魔法学校の恋の行方
魔法学校の食堂で、挑発的な声が響き渡った。
「よし!勝負は明日の放課後だ!肉弾戦ありの魔法力勝負でどうだ!?」
フレアの挑戦的な笑みに、オズワルドは思わず食いついてしまった。
「受けて立つぞ!」
その一言で、オズワルドは後に後悔することになるとは知る由もなかった。
フレアが「勝った方がグリンディアの彼氏になる」と挑発し、オズワルドはその挑発に乗ってしまったのだ。
その日の授業が終わり、オズワルドとグリンディアはいつものように一緒に下校した。
家に着くと、オズワルドは食堂で約束した通りグリンディアの為にチョコクッキーとナッツクッキーの用意をはじめた。
「また…勝手なことをしてくれたな…」
グリンディアはむっとしていった。
「ついカッとなってしまって…」
オズワルドは申し訳なさそうに首をすくめた。
グリンディアはため息をつきながらも、顔を赤くして言った。
「まあ…オズの熱意が感じられたから良いけど…」
「本当に申し訳ありません…」
オズワルドは深々と頭を下げた。
「それで…どうするの…?」
グリンディアは真剣な表情で尋ねた。
オズワルドは胸を張って答えた。
「大丈夫です!僕は絶対にあんな奴に負けません!」
「オズがアイツに勝ったら…どうするの…?」
「僕が勝ったらアイツはグリンディア様に金輪際近寄らせませんよ!!」
グリンディアは心の中でため息をついた。
(もーーー…そうじゃなくてさ…)
「…何か授けてくれる秘策はありますか?」
オズワルドは期待に満ちた目でグリンディアを見つめた。
グリンディアは少し考えてから答えた。
「今度の勝負は肉弾戦ありだからのう。オズは本気になりさえすれば肉弾戦ありならあのルールなら誰にも負けないじゃろ」
「ははは…ありがとうございます」
オズワルドは照れくさそうに笑った。
「もちろんワシ以外ならな♪」
グリンディアは冗談めかして付け加えた。
(まあ…仮にフレアが勝負で勝ったとしてもワシはNOを出して魔法でふっ飛ばしてやるだけじゃ… でも…オズが勝ったら…ワシはどうするんじゃろ…?)
――翌日の放課後、オズワルドとフレアは魔法学校の魔法闘技場で向かい合った。
担任のマシュ先生が審判を務め、クラス委員長のエルフィールや回復魔法が得意な生徒たちが万が一の事態に備えてサポートについていた。

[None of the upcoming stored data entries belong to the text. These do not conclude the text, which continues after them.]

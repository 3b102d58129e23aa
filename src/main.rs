#![deny(unused)]
//! IntentLens - intent-driven media understanding
//!
//! Accepts one image or audio upload plus an intent, reduces the media to
//! text with Gemini, and runs a two-stage reasoning chain over it.

use std::sync::Arc;

use intentlens_core::config::AppConfig;
use intentlens_gateway::{GatewayConfig, GatewayServer, LruResponseCache, MediaPipeline};

#[tokio::main]
async fn main() -> anyhow::Result<()> {
    if let Err(e) = dotenvy::dotenv() {
        if !e.not_found() {
            eprintln!("Ignoring unreadable .env file: {}", e);
        }
    }

    let config = AppConfig::load()?;

    // Initialize tracing
    intentlens_governance::configure_tracing(&config.governance)?;

    tracing::info!("Starting IntentLens v{}", env!("CARGO_PKG_VERSION"));

    if !config.has_api_key() {
        tracing::error!("GEMINI_API_KEY is not set; refusing to start");
        anyhow::bail!("GEMINI_API_KEY is required");
    }

    // =========================================================================
    // Inference client
    // =========================================================================
    let client = Arc::new(intentlens_model_gateway::create_default_client(&config)?);

    // =========================================================================
    // Pipeline
    // =========================================================================
    let cache = Arc::new(LruResponseCache::new(config.cache.capacity));
    tracing::info!(capacity = config.cache.capacity, "Response cache initialized");

    let pipeline = Arc::new(MediaPipeline::new(client, cache));

    // =========================================================================
    // Observability & Gateway
    // =========================================================================
    let metrics_handle = intentlens_governance::setup_metrics_recorder()?;

    let gateway_config = GatewayConfig::from(&config.server);
    tracing::info!(
        host = %gateway_config.host,
        port = gateway_config.port,
        max_upload_bytes = gateway_config.max_upload_bytes,
        "Gateway initialized"
    );

    GatewayServer::new(gateway_config, pipeline)
        .with_metrics(metrics_handle)
        .run()
        .await?;

    Ok(())
}
//! Per-fingerprint in-flight deduplication.
//!
//! The first request for a fingerprint becomes the leader and computes.
//! Requests arriving while it runs become followers and wait for the
//! leader's published outcome instead of repeating the reasoning calls.

use dashmap::{mapref::entry::Entry, DashMap};
use std::sync::Arc;
use tokio::sync::watch;

use intentlens_core::types::{CacheEntry, Fingerprint};

use crate::reasoning::StageFailure;

/// Outcome a leader publishes to its followers.
pub type FlightOutcome = std::result::Result<CacheEntry, StageFailure>;

type Slot = watch::Receiver<Option<FlightOutcome>>;

/// Registry of fingerprints currently being computed.
#[derive(Default)]
pub struct InFlightRegistry {
    flights: Arc<DashMap<Fingerprint, Slot>>,
}

/// Role assigned by [`InFlightRegistry::join`].
pub enum Flight {
    Leader(FlightLeader),
    Follower(FlightFollower),
}

impl InFlightRegistry {
    pub fn new() -> Self {
        Self::default()
    }

    /// Claim `key` or attach to the computation already claiming it.
    pub fn join(&self, key: &Fingerprint) -> Flight {
        match self.flights.entry(key.clone()) {
            Entry::Occupied(existing) => Flight::Follower(FlightFollower {
                rx: existing.get().clone(),
            }),
            Entry::Vacant(slot) => {
                let (tx, rx) = watch::channel(None);
                slot.insert(rx);
                Flight::Leader(FlightLeader {
                    key: key.clone(),
                    tx,
                    flights: self.flights.clone(),
                })
            }
        }
    }

    /// Number of fingerprints currently in flight.
    pub fn len(&self) -> usize {
        self.flights.len()
    }

    pub fn is_empty(&self) -> bool {
        self.flights.is_empty()
    }
}

/// Computes the outcome for one fingerprint.
///
/// The in-flight marker is cleared when the leader is dropped, whether or
/// not it published. Followers of a leader that never published see
/// `None` from [`FlightFollower::wait`].
pub struct FlightLeader {
    key: Fingerprint,
    tx: watch::Sender<Option<FlightOutcome>>,
    flights: Arc<DashMap<Fingerprint, Slot>>,
}

impl FlightLeader {
    /// Publish the outcome to every follower and release the fingerprint.
    pub fn complete(self, outcome: FlightOutcome) {
        // Stored even when no follower is attached yet.
        self.tx.send_modify(|slot| *slot = Some(outcome));
    }
}

impl Drop for FlightLeader {
    fn drop(&mut self) {
        self.flights.remove(&self.key);
    }
}

/// Waits for a leader's outcome.
pub struct FlightFollower {
    rx: Slot,
}

impl FlightFollower {
    /// The leader's outcome, or `None` if it went away without publishing.
    pub async fn wait(mut self) -> Option<FlightOutcome> {
        match self.rx.wait_for(Option::is_some).await {
            Ok(outcome) => outcome.clone(),
            Err(_) => None,
        }
    }
}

観客席には同年代の様々なクラスの生徒たちが詰めかけ、緊張感が漂っていた。
フレアは挑発的な笑みを浮かべながら言った。
「へへへ…オズワルド。本気でこいよ?ジェリコに勝った時の力を見せてみろよ」
オズワルドは決意に満ちた表情で応じた。
「言われなくたってみせてやるさ!」
闘技場の端で見守るグリンディアの胸の内には、ただ一つの思いが渦巻いていた。
(オズ…負けないで…)
魔法と肉弾が飛び交う激しい戦いの幕が、今まさに上がろうとしていた。